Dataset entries

_ _ _

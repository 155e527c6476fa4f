use crate::entities::orders::PaymentStatus;
use crate::entities::users::UserStatus;
use crate::entities::{address_entity as addresses, order_entity as orders, user_entity as users};
use crate::database::SharedPool;
use crate::error::{AppError, AppResult};
use crate::models::*;
use crate::utils::require_text;
use chrono::Utc;
use sea_orm::sea_query::Expr;
use sea_orm::{
    ActiveModelTrait, ColumnTrait, Condition, EntityTrait, FromQueryResult,
    IntoActiveModel, PaginatorTrait, QueryFilter, QueryOrder, QuerySelect, Set,
};

#[derive(Clone)]
pub struct UserService {
    pool: SharedPool,
}

#[derive(Debug, FromQueryResult)]
struct PaidTotalRow {
    paid_total: i64,
}

impl UserService {
    pub fn new(pool: impl Into<SharedPool>) -> Self {
        Self { pool: pool.into() }
    }

    pub async fn list(&self, query: &UserQuery) -> AppResult<PaginatedResponse<UserResponse>> {
        let params = PaginationParams::new(query.page, query.per_page);

        let mut select = users::Entity::find();
        if let Some(status) = query.status {
            select = select.filter(users::Column::Status.eq(status));
        }
        if let Some(keyword) = query.keyword.as_deref().map(str::trim).filter(|k| !k.is_empty()) {
            select = select.filter(
                Condition::any()
                    .add(users::Column::Name.contains(keyword))
                    .add(users::Column::Email.contains(keyword)),
            );
        }

        let total = select.clone().count(self.pool.as_ref()).await? as i64;
        let items = select
            .order_by_desc(users::Column::CreatedAt)
            .order_by_desc(users::Column::Id)
            .limit(params.get_limit())
            .offset(params.get_offset())
            .all(self.pool.as_ref())
            .await?;

        Ok(PaginatedResponse::new(
            items.into_iter().map(Into::into).collect(),
            &params,
            total,
        ))
    }

    async fn find(&self, id: i64) -> AppResult<users::Model> {
        users::Entity::find_by_id(id)
            .one(self.pool.as_ref())
            .await?
            .ok_or_else(|| AppError::NotFound(format!("User {id} not found")))
    }

    /// 배송지와 주문 통계 포함
    pub async fn get(&self, id: i64) -> AppResult<UserDetailResponse> {
        let user = self.find(id).await?;

        let address_list = addresses::Entity::find()
            .filter(addresses::Column::UserId.eq(id))
            .order_by_desc(addresses::Column::IsDefault)
            .order_by_asc(addresses::Column::Id)
            .all(self.pool.as_ref())
            .await?;

        let order_count = orders::Entity::find()
            .filter(orders::Column::UserId.eq(id))
            .count(self.pool.as_ref())
            .await? as i64;

        let paid_total = orders::Entity::find()
            .select_only()
            .column_as(
                Expr::cust("COALESCE(SUM(total_amount), 0)::BIGINT"),
                "paid_total",
            )
            .filter(orders::Column::UserId.eq(id))
            .filter(
                orders::Column::PaymentStatus
                    .is_in([PaymentStatus::Paid, PaymentStatus::PartiallyRefunded]),
            )
            .into_model::<PaidTotalRow>()
            .one(self.pool.as_ref())
            .await?
            .map(|r| r.paid_total)
            .unwrap_or(0);

        Ok(UserDetailResponse {
            user: user.into(),
            addresses: address_list.into_iter().map(Into::into).collect(),
            order_stats: UserOrderStats {
                order_count,
                paid_total,
            },
        })
    }

    pub async fn update(&self, id: i64, request: UpdateUserRequest) -> AppResult<UserResponse> {
        let user = self.find(id).await?;
        if user.status == UserStatus::Withdrawn {
            return Err(AppError::InvalidState(
                "Withdrawn users cannot be edited".to_string(),
            ));
        }

        let mut am = user.into_active_model();
        if let Some(name) = &request.name {
            am.name = Set(require_text("name", name, 50)?);
        }
        if let Some(phone) = request.phone {
            am.phone = Set(Some(phone.trim().to_string()));
        }
        if let Some(agreed) = request.marketing_agreed {
            am.marketing_agreed = Set(agreed);
        }
        am.updated_at = Set(Utc::now());
        Ok(am.update(self.pool.as_ref()).await?.into())
    }

    pub async fn update_status(&self, id: i64, status: UserStatus) -> AppResult<UserResponse> {
        let user = self.find(id).await?;
        if user.status == UserStatus::Withdrawn && status != UserStatus::Withdrawn {
            return Err(AppError::InvalidState(
                "Withdrawn users cannot be reactivated".to_string(),
            ));
        }
        let mut am = user.into_active_model();
        am.status = Set(status);
        am.updated_at = Set(Utc::now());
        Ok(am.update(self.pool.as_ref()).await?.into())
    }

    /// 실제 삭제 대신 탈퇴 처리
    pub async fn delete(&self, id: i64) -> AppResult<UserResponse> {
        let user = self.find(id).await?;
        if user.status == UserStatus::Withdrawn {
            return Ok(user.into());
        }
        let mut am = user.into_active_model();
        am.status = Set(UserStatus::Withdrawn);
        am.marketing_agreed = Set(false);
        am.updated_at = Set(Utc::now());
        let user = am.update(self.pool.as_ref()).await?;
        log::info!("User {id} withdrawn");
        Ok(user.into())
    }
}

#[cfg(test)]
mod tests {
    use super::*;
    use sea_orm::{DatabaseBackend, MockDatabase, Value};
    use std::collections::BTreeMap;

    fn user(status: UserStatus) -> users::Model {
        let now = Utc::now();
        users::Model {
            id: 11,
            email: "buyer@example.com".to_string(),
            name: "이구매".to_string(),
            phone: None,
            status,
            marketing_agreed: true,
            created_at: now,
            updated_at: now,
        }
    }

    #[tokio::test]
    async fn test_get_includes_addresses_and_stats() {
        let now = Utc::now();
        let address = addresses::Model {
            id: 1,
            user_id: 11,
            recipient: "이구매".to_string(),
            phone: "010-0000-0000".to_string(),
            zip_code: "04524".to_string(),
            address1: "서울 중구 세종대로 110".to_string(),
            address2: None,
            is_default: true,
            created_at: now,
            updated_at: now,
        };
        let db = MockDatabase::new(DatabaseBackend::Postgres)
            .append_query_results([vec![user(UserStatus::Active)]])
            .append_query_results([vec![address]])
            .append_query_results([vec![BTreeMap::from([(
                "num_items",
                Value::BigInt(Some(4)),
            )])]])
            .append_query_results([vec![BTreeMap::from([(
                "paid_total",
                Value::BigInt(Some(125_000)),
            )])]])
            .into_connection();

        let detail = UserService::new(db).get(11).await.unwrap();
        assert_eq!(detail.addresses.len(), 1);
        assert_eq!(detail.order_stats.order_count, 4);
        assert_eq!(detail.order_stats.paid_total, 125_000);
    }

    #[tokio::test]
    async fn test_delete_marks_withdrawn() {
        let mut withdrawn = user(UserStatus::Withdrawn);
        withdrawn.marketing_agreed = false;
        let db = MockDatabase::new(DatabaseBackend::Postgres)
            .append_query_results([vec![user(UserStatus::Active)]])
            .append_query_results([vec![withdrawn]])
            .into_connection();

        let resp = UserService::new(db).delete(11).await.unwrap();
        assert_eq!(resp.status, UserStatus::Withdrawn);
        assert!(!resp.marketing_agreed);
    }

    #[tokio::test]
    async fn test_withdrawn_user_cannot_be_reactivated() {
        let db = MockDatabase::new(DatabaseBackend::Postgres)
            .append_query_results([vec![user(UserStatus::Withdrawn)]])
            .into_connection();
        let err = UserService::new(db)
            .update_status(11, UserStatus::Active)
            .await
            .unwrap_err();
        assert!(matches!(err, AppError::InvalidState(_)));
    }
}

_ _ _

# Work item:
All entries shown above should be printed again exactly.

# Task response:
repository 155e527c6476fa4f
use crate::entities::orders::PaymentStatus;
use crate::entities::users::UserStatus;
use crate::entities::{address_entity as addresses, order_entity as orders, user_entity as users};
use crate::database::SharedPool;
use crate::error::{AppError, AppResult};
use crate::models::*;
use crate::utils::require_text;
use chrono::Utc;
use sea_orm::sea_query::Expr;
use sea_orm::{
    ActiveModelTrait, ColumnTrait, Condition, EntityTrait, FromQueryResult,
    IntoActiveModel, PaginatorTrait, QueryFilter, QueryOrder, QuerySelect, Set,
};

#[derive(Clone)]
pub struct UserService {
    pool: SharedPool,
}

#[derive(Debug, FromQueryResult)]
struct PaidTotalRow {
    paid_total: i64,
}

impl UserService {
    pub fn new(pool: impl Into<SharedPool>) -> Self {
        Self { pool: pool.into() }
    }

    pub async fn list(&self, query: &UserQuery) -> AppResult<PaginatedResponse<UserResponse>> {
        let params = PaginationParams::new(query.page, query.per_page);

        let mut select = users::Entity::find();
        if let Some(status) = query.status {
            select = select.filter(users::Column::Status.eq(status));
        }
        if let Some(keyword) = query.keyword.as_deref().map(str::trim).filter(|k| !k.is_empty()) {
            select = select.filter(
                Condition::any()
                    .add(users::Column::Name.contains(keyword))
                    .add(users::Column::Email.contains(keyword)),
            );
        }

        let total = select.clone().count(self.pool.as_ref()).await? as i64;
        let items = select
            .order_by_desc(users::Column::CreatedAt)
            .order_by_desc(users::Column::Id)
            .limit(params.get_limit())
            .offset(params.get_offset())
            .all(self.pool.as_ref())
            .await?;

        Ok(PaginatedResponse::new(
            items.into_iter().map(Into::into).collect(),
            &params,
            total,
        ))
    }

    async fn find(&self, id: i64) -> AppResult<users::Model> {
        users::Entity::find_by_id(id)
            .one(self.pool.as_ref())
            .await?
            .ok_or_else(|| AppError::NotFound(format!("User {id} not found")))
    }

    /// 배송지와 주문 통계 포함
    pub async fn get(&self, id: i64) -> AppResult<UserDetailResponse> {
        let user = self.find(id).await?;

        let address_list = addresses::Entity::find()
            .filter(addresses::Column::UserId.eq(id))
            .order_by_desc(addresses::Column::IsDefault)
            .order_by_asc(addresses::Column::Id)
            .all(self.pool.as_ref())
            .await?;

        let order_count = orders::Entity::find()
            .filter(orders::Column::UserId.eq(id))
            .count(self.pool.as_ref())
            .await? as i64;

        let paid_total = orders::Entity::find()
            .select_only()
            .column_as(
                Expr::cust("COALESCE(SUM(total_amount), 0)::BIGINT"),
                "paid_total",
            )
            .filter(orders::Column::UserId.eq(id))
            .filter(
                orders::Column::PaymentStatus
                    .is_in([PaymentStatus::Paid, PaymentStatus::PartiallyRefunded]),
            )
            .into_model::<PaidTotalRow>()
            .one(self.pool.as_ref())
            .await?
            .map(|r| r.paid_total)
            .unwrap_or(0);

        Ok(UserDetailResponse {
            user: user.into(),
            addresses: address_list.into_iter().map(Into::into).collect(),
            order_stats: UserOrderStats {
                order_count,
                paid_total,
            },
        })
    }

    pub async fn update(&self, id: i64, request: UpdateUserRequest) -> AppResult<UserResponse> {
        let user = self.find(id).await?;
        if user.status == UserStatus::Withdrawn {
            return Err(AppError::InvalidState(
                "Withdrawn users cannot be edited".to_string(),
            ));
        }

        let mut am = user.into_active_model();
        if let Some(name) = &request.name {
            am.name = Set(require_text("name", name, 50)?);
        }
        if let Some(phone) = request.phone {
            am.phone = Set(Some(phone.trim().to_string()));
        }
        if let Some(agreed) = request.marketing_agreed {
            am.marketing_agreed = Set(agreed);
        }
        am.updated_at = Set(Utc::now());
        Ok(am.update(self.pool.as_ref()).await?.into())
    }

    pub async fn update_status(&self, id: i64, status: UserStatus) -> AppResult<UserResponse> {
        let user = self.find(id).await?;
        if user.status == UserStatus::Withdrawn && status != UserStatus::Withdrawn {
            return Err(AppError::InvalidState(
                "Withdrawn users cannot be reactivated".to_string(),
            ));
        }
        let mut am = user.into_active_model();
        am.status = Set(status);
        am.updated_at = Set(Utc::now());
        Ok(am.update(self.pool.as_ref()).await?.into())
    }

    /// 실제 삭제 대신 탈퇴 처리
    pub async fn delete(&self, id: i64) -> AppResult<UserResponse> {
        let user = self.find(id).await?;
        if user.status == UserStatus::Withdrawn {
            return Ok(user.into());
        }
        let mut am = user.into_active_model();
        am.status = Set(UserStatus::Withdrawn);
        am.marketing_agreed = Set(false);
        am.updated_at = Set(Utc::now());
        let user = am.update(self.pool.as_ref()).await?;
        log::info!("User {id} withdrawn");
        Ok(user.into())
    }
}

#[cfg(test)]
mod tests {
    use super::*;
    use sea_orm::{DatabaseBackend, MockDatabase, Value};
    use std::collections::BTreeMap;

    fn user(status: UserStatus) -> users::Model {
        let now = Utc::now();
        users::Model {
            id: 11,
            email: "buyer@example.com".to_string(),
            name: "이구매".to_string(),
            phone: None,
            status,
            marketing_agreed: true,
            created_at: now,
            updated_at: now,
        }
    }

    #[tokio::test]
    async fn test_get_includes_addresses_and_stats() {
        let now = Utc::now();
        let address = addresses::Model {
            id: 1,
            user_id: 11,
            recipient: "이구매".to_string(),
            phone: "010-0000-0000".to_string(),
            zip_code: "04524".to_string(),
            address1: "서울 중구 세종대로 110".to_string(),
            address2: None,
            is_default: true,
            created_at: now,
            updated_at: now,
        };
        let db = MockDatabase::new(DatabaseBackend::Postgres)
            .append_query_results([vec![user(UserStatus::Active)]])
            .append_query_results([vec![address]])
            .append_query_results([vec![BTreeMap::from([(
                "num_items",
                Value::BigInt(Some(4)),
            )])]])
            .append_query_results([vec![BTreeMap::from([(
                "paid_total",
                Value::BigInt(Some(125_000)),
            )])]])
            .into_connection();

        let detail = UserService::new(db).get(11).await.unwrap();
        assert_eq!(detail.addresses.len(), 1);
        assert_eq!(detail.order_stats.order_count, 4);
        assert_eq!(detail.order_stats.paid_total, 125_000);
    }

    #[tokio::test]
    async fn test_delete_marks_withdrawn() {
        let mut withdrawn = user(UserStatus::Withdrawn);
        withdrawn.marketing_agreed = false;
        let db = MockDatabase::new(DatabaseBackend::Postgres)
            .append_query_results([vec![user(UserStatus::Active)]])
            .append_query_results([vec![withdrawn]])
            .into_connection();

        let resp = UserService::new(db).delete(11).await.unwrap();
        assert_eq!(resp.status, UserStatus::Withdrawn);
        assert!(!resp.marketing_agreed);
    }

    #[tokio::test]
    async fn test_withdrawn_user_cannot_be_reactivated() {
        let db = MockDatabase::new(DatabaseBackend::Postgres)
            .append_query_results([vec![user(UserStatus::Withdrawn)]])
            .into_connection();
        let err = UserService::new(db)
            .update_status(11, UserStatus::Active)
            .await
            .unwrap_err();
        assert!(matches!(err, AppError::InvalidState(_)));
    }
}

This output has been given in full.